MFE, which is majority-owned by the Berlusconi family’s Fininvest Group, is already ProSieben’s largest shareholder, controlling just under 30 percent of the shares in the Munich-based company, just short of the threshold that would trigger an automatic takeover offer under German business law. There is widespread speculation that the Italian group has been looking to secure defacto control over ProSieben without having to go through a pricey buyout by stealthily arranging majority support on the board.
MFE proposed replacing supervisory board member and chairman of the audit committee Rolf Nonnenmacher with former EY auditor Simone Scettri and adding former Italian Citibank investment banker Leopoldo Attolico and former CEO of Croatian broadcaster RTL Televizija Christoph Mainusch to the ProSieben board. The group claimed MFE’s proposals for new board members would give it and the company’s second-largest shareholder, the Czech investment group PPF, an effective “majority” despite the two companies not owning a controlling share in the company.
ProSieben pointed to existing supervisory members Katharina Behrends and Klára Brachtlová, who already had “direct and close ties” with MFE and PPF, respectively. (Behrends is the regional boss for German-speaking Europe for MFE; Brachtlová is a senior executive at PPF-controlled broadcaster Central European Media Enterprises.) Scettri and Attolico are considered close to MFE. Mainusch was put forward by PPF.
ProSieben takes issue with Scettri, noting that as auditor he did “not raise any objections to the violations” of German business law at ProSieben division Jochen Schweizer mydays, which got into regulatory trouble in 2022, resulting in ProSieben having to delay its 2023 results.

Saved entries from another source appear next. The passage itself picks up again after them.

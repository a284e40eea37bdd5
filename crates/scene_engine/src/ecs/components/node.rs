//! Scene-graph node component
//!
//! Every entity that takes part in the scene hierarchy carries a
//! `NodeComponent`. Links are plain entity handles: the parent link never
//! owns, and `children` keeps insertion order, which is also the order in
//! which a subtree is saved.

use crate::ecs::{Component, Entity};

use super::flags::{EngineFlags, GameFlags};

/// Tree node wrapping an entity
#[derive(Debug, Clone)]
pub struct NodeComponent {
    /// The entity this node describes
    pub entity: Entity,
    /// Display name, used for lookups such as `find_root`
    pub name: String,
    /// Engine capabilities
    pub engine_flags: EngineFlags,
    /// Gameplay capabilities
    pub game_flags: GameFlags,
    /// Parent node, `None` for roots
    pub parent: Option<Entity>,
    /// Children in insertion order
    pub children: Vec<Entity>,
    /// Whether the node moves at runtime
    pub is_dynamic: bool,
    /// Whether the node has ever had children attached
    pub is_parent: bool,
    /// Set once deletion has been requested
    pub needs_delete: bool,
}

impl Component for NodeComponent {}

impl NodeComponent {
    /// Create a root node
    pub fn root(entity: Entity, name: impl Into<String>) -> Self {
        Self {
            entity,
            name: name.into(),
            engine_flags: EngineFlags::empty(),
            game_flags: GameFlags::empty(),
            parent: None,
            children: Vec::new(),
            is_dynamic: false,
            is_parent: false,
            needs_delete: false,
        }
    }

    /// Create a node attached below `parent`
    pub fn child(entity: Entity, name: impl Into<String>, parent: Entity) -> Self {
        Self {
            parent: Some(parent),
            ..Self::root(entity, name)
        }
    }

    /// Builder: set the engine flags
    pub fn with_engine_flags(mut self, flags: EngineFlags) -> Self {
        self.engine_flags = flags;
        self
    }

    /// Builder: set the game flags
    pub fn with_game_flags(mut self, flags: GameFlags) -> Self {
        self.game_flags = flags;
        self
    }

    /// Whether this node is a root
    pub fn is_root(&self) -> bool {
        self.parent.is_none()
    }

    /// Append a child, keeping insertion order
    pub fn push_child(&mut self, child: Entity) {
        if !self.children.contains(&child) {
            self.children.push(child);
            self.is_parent = true;
        }
    }

    /// Remove a child link; returns whether it was present
    pub fn remove_child(&mut self, child: Entity) -> bool {
        let before = self.children.len();
        self.children.retain(|&c| c != child);
        before != self.children.len()
    }
}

The media group is Germany’s second-largest commercial television company behind Bertelsmann-owned RTL Group and posted full-year 2023 results earlier this month that showed a €100 million ($108 million) drop in profits to €578 million ($625 million) with revenues slipping 7.5 percent. The company is struggling amid a slugging TV ad market and an uphill battle to establish itself in the streaming space with its German VOD offering Joyn.
MFE is also in a period of transition, following the death of corporate patriarch Silvio Berlusconi last year. He left control of his company to his children Pier Silvio Berlusconi and Marina Berlusconi. MFE controls Italian TV and cinema group Mediaset in Italy and Spain’s Mediaset Espana, who own the Spanish network Telecinco.